Re: New pool created with 2048 pg_num not executed

[Date Prev][Date Next][Thread Prev][Thread Next][Date Index][Thread Index]

 



after backfilling was complete, I was able to increase pg_num and pgp_num on the empty pool cfs_data in 128 increments all the way up to 2048, that was fine.

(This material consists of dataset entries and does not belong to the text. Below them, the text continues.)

use chrono::Utc;
use serde::{Deserialize, Serialize};
use tracing::{debug, info};
use uuid::Uuid;

use crate::analysis::baseline::{prepare_observations, BaselineAnalysis, BaselineConfig, BaselineModeler};
use crate::analysis::stats::safe_ratio;
use crate::detect::root_cause::{RootCauseAnalysis, RootCauseAttributor};
use crate::detect::thresholds::{classify_severity, ThresholdConfig};
use crate::detect::Anomaly;
use crate::model::{CostObservation, ResourceRecord};

/// Deviation reported for any departure from a perfectly flat baseline.
pub const MAX_DEVIATION_STD: f64 = 10.0;

const STD_EPSILON: f64 = 1e-9;

#[derive(Debug, Clone, PartialEq, Serialize, Deserialize)]
pub struct DetectionResult {
    pub baseline_analysis: BaselineAnalysis,
    pub anomalies: Vec<Anomaly>,
}

/// How far one observation sits from its expected value.
#[derive(Debug, Clone, Copy, PartialEq)]
pub struct Deviation {
    pub expected: f64,
    pub absolute_delta: f64,
    pub deviation_std: f64,
    pub deviation_pct: f64,
}

impl Deviation {
    pub fn measure(actual: f64, expected: f64, std_dev: f64) -> Self {
        let absolute_delta = actual - expected;
        let deviation_std = if std_dev > STD_EPSILON {
            absolute_delta / std_dev
        } else if absolute_delta.abs() > STD_EPSILON {
            // Any difference from a constant baseline is off the scale.
            MAX_DEVIATION_STD.copysign(absolute_delta)
        } else {
            0.0
        };
        Self {
            expected,
            absolute_delta,
            deviation_std,
            deviation_pct: safe_ratio(absolute_delta, expected) * 100.0,
        }
    }

    /// Only cost increases are flagged; any one threshold is enough.
    pub fn exceeds(&self, thresholds: &ThresholdConfig) -> bool {
        if self.absolute_delta <= 0.0 {
            return false;
        }
        self.deviation_std >= thresholds.cost_spike_threshold
            || self.deviation_pct >= thresholds.percentage_increase_threshold
            || self.absolute_delta >= thresholds.absolute_cost_threshold
    }
}

/// Stateless anomaly detector over a caller-supplied observation window.
#[derive(Debug, Clone, Default)]
pub struct AnomalyDetector {
    thresholds: ThresholdConfig,
    modeler: BaselineModeler,
    attributor: RootCauseAttributor,
}

impl AnomalyDetector {
    pub fn new(thresholds: ThresholdConfig) -> Self {
        Self {
            thresholds,
            ..Self::default()
        }
    }

    pub fn with_baseline_config(mut self, config: BaselineConfig) -> Self {
        self.modeler = BaselineModeler::new(config);
        self
    }

    pub fn with_attributor(mut self, attributor: RootCauseAttributor) -> Self {
        self.attributor = attributor;
        self
    }

    pub fn thresholds(&self) -> &ThresholdConfig {
        &self.thresholds
    }

    /// Establish a baseline over `observations` and flag the points that
    /// deviate from it.
    ///
    /// An unestablished baseline yields no anomalies. The output depends only
    /// on the arguments and the thresholds, apart from `detected_at`.
    pub fn detect(&self, observations: &[CostObservation], resources: &[ResourceRecord]) -> DetectionResult {
        let prepared = prepare_observations(observations);
        let baseline = self.modeler.establish_prepared(&prepared);

        if !baseline.established {
            debug!(count = prepared.len(), "baseline not established, skipping detection");
            return DetectionResult {
                baseline_analysis: baseline,
                anomalies: Vec::new(),
            };
        }

        let std_dev = baseline.statistics.std_dev;
        let detected_at = Utc::now();
        let mut anomalies = Vec::new();

        for (index, obs) in prepared.iter().enumerate() {
            let Some(expected) = baseline.expected_at(index) else {
                continue;
            };
            let deviation = Deviation::measure(obs.cost, expected, std_dev);
            if !deviation.exceeds(&self.thresholds) {
                continue;
            }

            let id = anomaly_id(obs, index);
            let mut anomaly = Anomaly {
                id,
                timestamp: obs.timestamp,
                service: obs.service.clone(),
                region: obs.region.clone(),
                actual_cost: obs.cost,
                expected_cost: deviation.expected,
                absolute_delta: deviation.absolute_delta,
                deviation_std: deviation.deviation_std,
                deviation_pct: deviation.deviation_pct,
                severity: classify_severity(deviation.deviation_std, &self.thresholds),
                detected_at,
                root_cause_analysis: RootCauseAnalysis::empty(id),
            };
            anomaly.root_cause_analysis = self.attributor.attribute(&anomaly, resources);

            debug!(
                timestamp = %anomaly.timestamp,
                actual = anomaly.actual_cost,
                expected = anomaly.expected_cost,
                deviation_std = anomaly.deviation_std,
                severity = %anomaly.severity,
                "cost anomaly flagged"
            );
            anomalies.push(anomaly);
        }

        info!(
            observations = prepared.len(),
            anomalies = anomalies.len(),
            model = ?baseline.selected_model,
            "anomaly detection complete"
        );

        DetectionResult {
            baseline_analysis: baseline,
            anomalies,
        }
    }
}

/// Name-based id so repeated runs over the same input agree.
fn anomaly_id(obs: &CostObservation, index: usize) -> Uuid {
    let key = format!(
        "{}|{}|{}|{}",
        obs.timestamp.to_rfc3339(),
        obs.service,
        obs.region,
        index
    );
    Uuid::new_v5(&Uuid::NAMESPACE_OID, key.as_bytes())
}

pub fn detect_anomalies(
    observations: &[CostObservation],
    resources: &[ResourceRecord],
    thresholds: &ThresholdConfig,
) -> DetectionResult {
    AnomalyDetector::new(*thresholds).detect(observations, resources)
}

#[cfg(test)]
mod tests {
    use super::*;
    use crate::detect::Severity;
    use chrono::{Duration, TimeZone};

    fn daily(costs: &[f64]) -> Vec<CostObservation> {
        let start = Utc.with_ymd_and_hms(2024, 1, 1, 0, 0, 0).unwrap();
        costs
            .iter()
            .enumerate()
            .map(|(i, &c)| CostObservation::new(start + Duration::days(i as i64), c, "ec2", "us-east-1"))
            .collect()
    }

    #[test]
    fn test_deviation_guards() {
        let flat = Deviation::measure(500.0, 100.0, 0.0);
        assert_eq!(flat.deviation_std, MAX_DEVIATION_STD);
        assert_eq!(flat.deviation_pct, 400.0);

        let same = Deviation::measure(100.0, 100.0, 0.0);
        assert_eq!(same.deviation_std, 0.0);

        let zero_expected = Deviation::measure(50.0, 0.0, 5.0);
        assert_eq!(zero_expected.deviation_pct, 0.0);
        assert_eq!(zero_expected.deviation_std, 10.0);
    }

    #[test]
    fn test_decreases_are_never_flagged() {
        let all_zero = ThresholdConfig {
            cost_spike_threshold: 0.0,
            percentage_increase_threshold: 0.0,
            absolute_cost_threshold: 0.0,
            ..ThresholdConfig::default()
        };
        assert!(!Deviation::measure(90.0, 100.0, 5.0).exceeds(&all_zero));
        assert!(!Deviation::measure(100.0, 100.0, 5.0).exceeds(&all_zero));
        assert!(Deviation::measure(100.5, 100.0, 5.0).exceeds(&all_zero));
    }

    #[test]
    fn test_insufficient_data_yields_no_anomalies() {
        let mut costs = vec![100.0; 20];
        costs.push(10_000.0);
        let result = detect_anomalies(&daily(&costs), &[], &ThresholdConfig::default());
        assert!(!result.baseline_analysis.established);
        assert!(result.anomalies.is_empty());
    }

    #[test]
    fn test_flat_series_spike_is_critical() {
        let mut costs = vec![100.0; 60];
        costs[40] = 500.0;
        let result = detect_anomalies(&daily(&costs), &[], &ThresholdConfig::default());

        assert_eq!(result.anomalies.len(), 1);
        let a = &result.anomalies[0];
        assert_eq!(a.actual_cost, 500.0);
        assert_eq!(a.severity, Severity::Critical);
        assert!(a.deviation_pct >= 50.0);
        assert!(!a.root_cause_analysis.recommendations.is_empty());
        assert_eq!(a.root_cause_analysis.anomaly_id, a.id);
    }

    #[test]
    fn test_thresholds_change_outcome() {
        let mut costs = vec![100.0; 60];
        costs[40] = 130.0;
        let obs = daily(&costs);

        // +30 is below the 50% and $100 defaults but far above a flat baseline's spread.
        let default = detect_anomalies(&obs, &[], &ThresholdConfig::default());
        assert_eq!(default.anomalies.len(), 1);

        let strict = ThresholdConfig {
            cost_spike_threshold: 50.0,
            ..ThresholdConfig::default()
        };
        let relaxed = detect_anomalies(&obs, &[], &strict);
        assert!(relaxed.anomalies.is_empty());
    }

    #[test]
    fn test_ids_are_deterministic_and_unique() {
        let mut costs = vec![100.0; 60];
        costs[30] = 600.0;
        costs[45] = 700.0;
        let obs = daily(&costs);
        let a = detect_anomalies(&obs, &[], &ThresholdConfig::default());
        let b = detect_anomalies(&obs, &[], &ThresholdConfig::default());
        let ids_a: Vec<Uuid> = a.anomalies.iter().map(|x| x.id).collect();
        let ids_b: Vec<Uuid> = b.anomalies.iter().map(|x| x.id).collect();
        assert_eq!(ids_a.len(), 2);
        assert_eq!(ids_a, ids_b);
        assert_ne!(ids_a[0], ids_a[1]);
    }

    #[test]
    fn test_unsorted_input_with_malformed_rows() {
        let mut obs = daily(&[100.0; 40]);
        obs[10].cost = 900.0;
        obs.push(CostObservation::new(obs[0].timestamp, -5.0, "ec2", "us-east-1"));
        obs.reverse();
        let result = detect_anomalies(&obs, &[], &ThresholdConfig::default());
        assert_eq!(result.baseline_analysis.statistics.count, 40);
        assert_eq!(result.anomalies.len(), 1);
        assert_eq!(result.anomalies[0].actual_cost, 900.0);
    }
}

This is not working for the filled pool.

pg_num 187 pgp_num, 59
trying to increase that in small increments

set nobackfill
set norebalance

then increase

It does not go beyond this

pool 1 'cephfs_data' replicated size 3 min_size 2 crush_rule 0 object_hash rjenkins pg_num 195 pgp_num 67 pg_num_target 256 pgp_num_target 195 autoscale_mode off last_change 3319 lfor 0/3089/3315 flags hashpspool,bulk stripe_width 0 target_size_ratio 1 application cephfs

So does this mean I can go only in increments of 8 and then have to wait for rebalancing / backfill? If so, it will takes several months given that the pool is filled with 90 million objects already.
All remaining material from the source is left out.